── SOURCE RECORDS
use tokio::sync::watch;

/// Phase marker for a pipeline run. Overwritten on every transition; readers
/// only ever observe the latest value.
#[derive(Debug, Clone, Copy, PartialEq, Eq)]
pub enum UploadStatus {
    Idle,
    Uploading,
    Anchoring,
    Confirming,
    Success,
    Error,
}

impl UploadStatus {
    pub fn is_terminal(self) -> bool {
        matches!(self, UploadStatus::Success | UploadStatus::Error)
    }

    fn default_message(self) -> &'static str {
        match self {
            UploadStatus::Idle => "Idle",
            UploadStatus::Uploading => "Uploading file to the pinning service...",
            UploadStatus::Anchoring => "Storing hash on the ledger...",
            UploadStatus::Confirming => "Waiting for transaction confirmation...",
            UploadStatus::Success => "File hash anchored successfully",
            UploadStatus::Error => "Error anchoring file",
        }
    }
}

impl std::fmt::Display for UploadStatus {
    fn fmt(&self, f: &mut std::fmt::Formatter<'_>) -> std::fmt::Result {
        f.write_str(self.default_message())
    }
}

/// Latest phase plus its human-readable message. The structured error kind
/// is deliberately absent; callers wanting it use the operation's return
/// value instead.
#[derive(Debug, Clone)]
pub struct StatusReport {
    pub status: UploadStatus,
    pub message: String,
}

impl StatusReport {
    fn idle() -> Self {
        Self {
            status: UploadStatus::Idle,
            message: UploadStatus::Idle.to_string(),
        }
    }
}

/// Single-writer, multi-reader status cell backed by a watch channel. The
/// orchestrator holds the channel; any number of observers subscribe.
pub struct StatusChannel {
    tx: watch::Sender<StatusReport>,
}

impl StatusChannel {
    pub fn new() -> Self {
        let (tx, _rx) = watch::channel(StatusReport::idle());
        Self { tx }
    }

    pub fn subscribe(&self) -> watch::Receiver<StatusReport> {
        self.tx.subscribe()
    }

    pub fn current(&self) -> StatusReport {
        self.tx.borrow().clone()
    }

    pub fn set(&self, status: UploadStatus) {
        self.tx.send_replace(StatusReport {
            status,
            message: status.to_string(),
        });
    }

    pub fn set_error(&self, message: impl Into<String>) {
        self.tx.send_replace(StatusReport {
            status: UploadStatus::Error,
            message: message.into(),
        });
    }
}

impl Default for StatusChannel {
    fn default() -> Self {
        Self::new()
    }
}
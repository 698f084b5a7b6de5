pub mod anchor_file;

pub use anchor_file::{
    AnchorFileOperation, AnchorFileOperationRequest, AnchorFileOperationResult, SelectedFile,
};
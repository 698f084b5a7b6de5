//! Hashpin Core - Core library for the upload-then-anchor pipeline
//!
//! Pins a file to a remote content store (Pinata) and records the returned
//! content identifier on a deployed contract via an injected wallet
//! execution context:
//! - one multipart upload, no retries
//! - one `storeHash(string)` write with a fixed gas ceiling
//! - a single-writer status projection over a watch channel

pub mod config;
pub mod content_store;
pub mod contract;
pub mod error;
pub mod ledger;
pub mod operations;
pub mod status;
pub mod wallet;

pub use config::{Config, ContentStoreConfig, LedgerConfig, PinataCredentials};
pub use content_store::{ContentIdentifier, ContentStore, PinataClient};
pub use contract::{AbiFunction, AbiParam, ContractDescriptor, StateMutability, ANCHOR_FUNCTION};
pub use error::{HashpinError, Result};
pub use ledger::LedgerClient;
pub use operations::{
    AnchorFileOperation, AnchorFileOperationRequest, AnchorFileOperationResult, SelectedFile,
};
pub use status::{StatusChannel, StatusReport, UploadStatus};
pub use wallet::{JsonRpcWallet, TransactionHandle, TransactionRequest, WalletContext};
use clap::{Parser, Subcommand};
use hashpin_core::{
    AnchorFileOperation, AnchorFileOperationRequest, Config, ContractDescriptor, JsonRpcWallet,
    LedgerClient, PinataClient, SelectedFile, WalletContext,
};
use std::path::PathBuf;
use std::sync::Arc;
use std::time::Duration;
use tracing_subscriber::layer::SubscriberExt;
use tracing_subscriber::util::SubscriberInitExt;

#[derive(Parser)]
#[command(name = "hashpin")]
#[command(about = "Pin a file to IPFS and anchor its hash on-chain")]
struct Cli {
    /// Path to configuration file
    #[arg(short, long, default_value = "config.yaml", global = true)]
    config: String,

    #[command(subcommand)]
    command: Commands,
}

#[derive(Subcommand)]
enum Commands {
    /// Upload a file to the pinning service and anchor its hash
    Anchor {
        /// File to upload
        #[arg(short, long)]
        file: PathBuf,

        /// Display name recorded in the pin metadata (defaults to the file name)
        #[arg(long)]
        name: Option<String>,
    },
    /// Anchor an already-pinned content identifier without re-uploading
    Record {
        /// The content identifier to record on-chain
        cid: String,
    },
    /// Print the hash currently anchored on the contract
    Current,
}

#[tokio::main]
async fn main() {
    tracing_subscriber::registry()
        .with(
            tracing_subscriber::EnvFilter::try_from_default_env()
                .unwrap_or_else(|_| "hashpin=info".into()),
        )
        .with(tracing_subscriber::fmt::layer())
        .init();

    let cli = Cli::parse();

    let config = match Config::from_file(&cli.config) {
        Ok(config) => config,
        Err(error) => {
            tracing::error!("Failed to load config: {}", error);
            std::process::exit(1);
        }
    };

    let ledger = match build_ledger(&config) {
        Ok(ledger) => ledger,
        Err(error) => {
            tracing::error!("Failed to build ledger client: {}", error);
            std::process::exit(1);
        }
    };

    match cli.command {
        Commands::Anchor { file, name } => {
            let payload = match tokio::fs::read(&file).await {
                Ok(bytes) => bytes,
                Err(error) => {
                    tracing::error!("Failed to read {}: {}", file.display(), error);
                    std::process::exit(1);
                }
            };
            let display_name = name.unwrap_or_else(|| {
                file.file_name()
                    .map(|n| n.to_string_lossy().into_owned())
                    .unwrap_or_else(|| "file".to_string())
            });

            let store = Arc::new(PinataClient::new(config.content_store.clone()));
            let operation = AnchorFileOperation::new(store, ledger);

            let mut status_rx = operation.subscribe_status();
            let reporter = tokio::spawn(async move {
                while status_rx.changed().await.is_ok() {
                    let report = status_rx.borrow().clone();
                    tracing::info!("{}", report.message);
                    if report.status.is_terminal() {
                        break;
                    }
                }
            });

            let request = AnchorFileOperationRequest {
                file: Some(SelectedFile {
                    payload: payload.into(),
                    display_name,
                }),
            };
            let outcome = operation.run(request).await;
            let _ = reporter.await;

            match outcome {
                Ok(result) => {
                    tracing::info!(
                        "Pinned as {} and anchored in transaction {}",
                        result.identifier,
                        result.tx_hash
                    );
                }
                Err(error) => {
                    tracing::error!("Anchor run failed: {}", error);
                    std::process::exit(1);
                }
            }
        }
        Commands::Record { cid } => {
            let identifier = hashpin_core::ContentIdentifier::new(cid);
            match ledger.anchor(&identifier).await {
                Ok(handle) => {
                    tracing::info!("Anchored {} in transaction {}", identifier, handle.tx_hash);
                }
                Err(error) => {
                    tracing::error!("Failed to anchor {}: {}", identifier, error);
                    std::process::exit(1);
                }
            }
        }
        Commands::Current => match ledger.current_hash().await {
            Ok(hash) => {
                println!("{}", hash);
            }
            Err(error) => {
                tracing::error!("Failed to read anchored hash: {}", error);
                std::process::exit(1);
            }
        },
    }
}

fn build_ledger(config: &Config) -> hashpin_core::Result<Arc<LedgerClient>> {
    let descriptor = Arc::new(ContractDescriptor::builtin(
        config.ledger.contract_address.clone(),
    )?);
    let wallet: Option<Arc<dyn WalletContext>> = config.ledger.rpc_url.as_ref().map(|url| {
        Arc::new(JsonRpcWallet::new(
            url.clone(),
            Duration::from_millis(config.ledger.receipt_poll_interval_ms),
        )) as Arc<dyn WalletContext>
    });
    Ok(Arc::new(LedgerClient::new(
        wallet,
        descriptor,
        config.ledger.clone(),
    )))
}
────
From the material above, set down exactly the lines between the line holding "an injected wallet" and the line holding "pub mod wallet;", inclusive. Include nothing else.

- [TASK RESULT]
//! content identifier on a deployed contract via an injected wallet
//! execution context:
//! - one multipart upload, no retries
//! - one `storeHash(string)` write with a fixed gas ceiling
//! - a single-writer status projection over a watch channel

pub mod config;
pub mod content_store;
pub mod contract;
pub mod error;
pub mod ledger;
pub mod operations;
pub mod status;
pub mod wallet;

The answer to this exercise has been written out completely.